Durante el descanso salimos al patio trasero de la cafetería, unos segundos después Tomás apareció con dos botellas de agua; me alcanzó una.
—¿Sobreviviste al cliente de la mesa siete?
—A duras penas.
Se rió.
Lucas se sentó enfrente de nosotros, por un rato hablamos de cualquier cosa hasta que Tomás miró a Lucas.
—Che ¿Al final te gustó la salida del viernes?
Lucas tardó un segundo en responder.
—Sí.
—¿Viste que no era tan terrible?
—No, no era terrible.
Tomás sonrió de costado.
—Hay gente que hace más fáciles las salidas - mientras decía eso, me miró apenas un instante; después volvió a tomar agua.
Yo seguí mirando mi botella y por el rabillo del ojo, vi que Lucas también había bajado la vista; no entendí por qué, pero tuve la sensación de que Tomás acababa de decir mucho más de lo que parecía.
[*]
El resto del turno pasó rápido. Demasiado rápido. En un momento estaba acomodando tazas y al siguiente, ya era hora de cerrar.

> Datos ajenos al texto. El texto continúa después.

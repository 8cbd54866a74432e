use thiserror::Error;

use crate::core::client::database::DatabaseError;
use crate::core::client::source::SourceError;
use crate::worker::pipeline::PipelineReport;

pub type JobResult<T> = Result<T, JobError>;

/// Error types for job-related operations of the worker
#[derive(Error, Debug)]
pub enum JobError {
    #[error("Database error: {0}")]
    DatabaseError(#[from] DatabaseError),

    /// The document source failed before any document could be processed
    #[error("Document source error: {0}")]
    DocumentSource(#[from] SourceError),

    /// The run stopped after some documents were recorded. `report` holds the recorded ones.
    #[error("Document pipeline interrupted after {} recorded documents: {cause}", .report.outcomes.len())]
    Interrupted {
        report: PipelineReport,
        #[source]
        cause: Box<JobError>,
    },
}

impl JobError {
    /// Outcomes recorded before the run failed, if any were
    pub fn partial_report(&self) -> Option<&PipelineReport> {
        match self {
            JobError::Interrupted { report, .. } => Some(report),
            _ => None,
        }
    }
}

Mientras limpiábamos la barra, levanté la vista sin pensar; Lucas ya me estaba mirando y los dos desviamos la vista exactamente al mismo tiempo.
Me reí bajito.
—¿Qué?
—Nada.
—Te reíste.
—Porque vos también estabas mirando.
Se quedó callado dos segundos.
—Puede ser.
Sonreí.
—Ajá.
—No empieces.
—No dije nada.
—Pero lo pensaste.
Me encogí de hombros.
—Capaz un poquito.
Lucas soltó esa risa bajita que ya empezaba a reconocer y pensé que, había algo muy peligroso en acostumbrarse tanto a la presencia de una persona, porque después, cualquier momento compartido; empezaba a sentirse demasiado corto.
Cuando bajamos las persianas y terminamos de guardar todo salimos juntos; como casi todos los días. Ninguno dijo "¿vamos?" simplemente empezamos a caminar uno al lado del otro; como si ese recorrido también se hubiera convertido, sin darnos cuenta, en parte de nuestra rutina.
Y esa rutina estaba a punto de cambiarlo todo.
Lucas ~
Seguimos caminando sin apuro.
Ya habíamos dejado atrás la cafetería, las luces del centro y el ruido de la avenida; las calles empezaban a vaciarse y el aire estaba fresco.
Lourdes llevaba las manos metidas en los bolsillos del buzo y cada tanto pateaba alguna piedrita del camino, yo caminaba a su lado, sin hablar, y por primera vez en mucho tiempo, el silencio no se sentía como algo que hubiera que llenar.